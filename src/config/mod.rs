//! Remembered signing settings.
//!
//! The last used tools directory, keystore, alias and passwords are kept in a
//! small JSON file so they do not have to be typed again on the next run.
//! The package path is not stored.
//!
//! Passwords are stored in plain text, readable by anyone who can read the
//! file. Use `--no-save` or point `--config` somewhere private when that
//! matters.

use crate::error::Result;
use crate::signer::{ErrorExt, Secret, SigningRequest};
use serde::{Deserialize, Serialize};
use std::path::{Path, PathBuf};

/// File name of the settings file inside the system temp directory.
pub const CONFIG_FILE_NAME: &str = "auto_sign_config.json";

/// Persisted settings. Field names match the on-disk JSON keys.
#[derive(Debug, Clone, Default, PartialEq, Eq, Serialize, Deserialize)]
#[serde(rename_all = "camelCase", default)]
pub struct SignerConfig {
    /// Build-tools directory
    pub build_tools_dir: String,
    /// Keystore path
    pub jks_path: String,
    /// Key alias
    pub alias: String,
    /// Keystore password
    pub key_password: String,
    /// Key entry password
    pub alias_password: String,
}

impl SignerConfig {
    /// Builds a request for `package_path` from these settings.
    pub fn to_request(&self, package_path: PathBuf) -> SigningRequest {
        SigningRequest {
            tools_dir: PathBuf::from(&self.build_tools_dir),
            keystore_path: PathBuf::from(&self.jks_path),
            package_path,
            key_password: Secret::new(self.key_password.as_str()),
            alias: self.alias.clone(),
            alias_password: Secret::new(self.alias_password.as_str()),
        }
    }

    /// Copy with passwords masked, for display.
    pub fn redacted(&self) -> Self {
        let mask = |s: &str| {
            if s.is_empty() {
                String::new()
            } else {
                "******".to_string()
            }
        };
        Self {
            key_password: mask(&self.key_password),
            alias_password: mask(&self.alias_password),
            ..self.clone()
        }
    }
}

/// Location of the settings file.
#[derive(Debug, Clone)]
pub struct ConfigStore {
    path: PathBuf,
}

impl Default for ConfigStore {
    fn default() -> Self {
        Self::new(std::env::temp_dir().join(CONFIG_FILE_NAME))
    }
}

impl ConfigStore {
    /// Store backed by `path`.
    pub fn new(path: impl Into<PathBuf>) -> Self {
        Self { path: path.into() }
    }

    /// Settings file path.
    pub fn path(&self) -> &Path {
        &self.path
    }

    /// Reads the settings, `Ok(None)` if nothing was saved yet.
    pub async fn load(&self) -> Result<Option<SignerConfig>> {
        let text = match tokio::fs::read_to_string(&self.path).await {
            Err(e) if e.kind() == std::io::ErrorKind::NotFound => {
                log::debug!("No saved settings at {}", self.path.display());
                return Ok(None);
            }
            read => read.fs_context("reading settings file", &self.path)?,
        };
        if text.trim().is_empty() {
            return Ok(None);
        }

        let config = serde_json::from_str(&text)?;
        log::debug!("Loaded settings from {}", self.path.display());
        Ok(Some(config))
    }

    /// Writes the settings, replacing any previous file.
    pub async fn save(&self, config: &SignerConfig) -> Result<()> {
        if let Some(parent) = self.path.parent() {
            tokio::fs::create_dir_all(parent)
                .await
                .fs_context("creating settings directory", parent)?;
        }

        let json = serde_json::to_string_pretty(config)?;
        tokio::fs::write(&self.path, json)
            .await
            .fs_context("writing settings file", &self.path)?;

        log::debug!("Saved settings to {}", self.path.display());
        Ok(())
    }
}
//! Removal of the aligned intermediate package after a successful signing.
//!
//! Cleanup is best-effort: whatever happens is reported and logged, never
//! turned into a signing failure.

use std::io;
use std::path::{Path, PathBuf};

/// What happened to the intermediate file.
#[derive(Debug)]
pub enum CleanupReport {
    /// The file existed and was deleted.
    Removed(PathBuf),
    /// There was no file to delete.
    Missing(PathBuf),
    /// The file exists but could not be deleted.
    Failed(PathBuf, io::Error),
}

impl CleanupReport {
    /// One-line description for the outcome log.
    pub fn message(&self) -> String {
        match self {
            Self::Removed(path) => format!("Removed intermediate file {}", path.display()),
            Self::Missing(path) => {
                format!("Intermediate file {} does not exist", path.display())
            }
            Self::Failed(path, e) => {
                format!("Could not remove intermediate file {}: {}", path.display(), e)
            }
        }
    }
}

/// Deletes `path` if it exists.
pub async fn remove_intermediate(path: &Path) -> CleanupReport {
    let report = match tokio::fs::remove_file(path).await {
        Ok(()) => CleanupReport::Removed(path.to_path_buf()),
        Err(e) if e.kind() == io::ErrorKind::NotFound => CleanupReport::Missing(path.to_path_buf()),
        Err(e) => CleanupReport::Failed(path.to_path_buf(), e),
    };

    match &report {
        CleanupReport::Removed(_) => log::info!("{}", report.message()),
        CleanupReport::Missing(_) => log::debug!("{}", report.message()),
        CleanupReport::Failed(..) => log::warn!("{}", report.message()),
    }

    report
}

◆ WHAT TO DO ◆
Pick out every line of the listing containing the word "crate", and show those lines.

◆ SOLUTION TO THE PROBLEM ◆
use crate::error::Result;
use crate::signer::{ErrorExt, Secret, SigningRequest};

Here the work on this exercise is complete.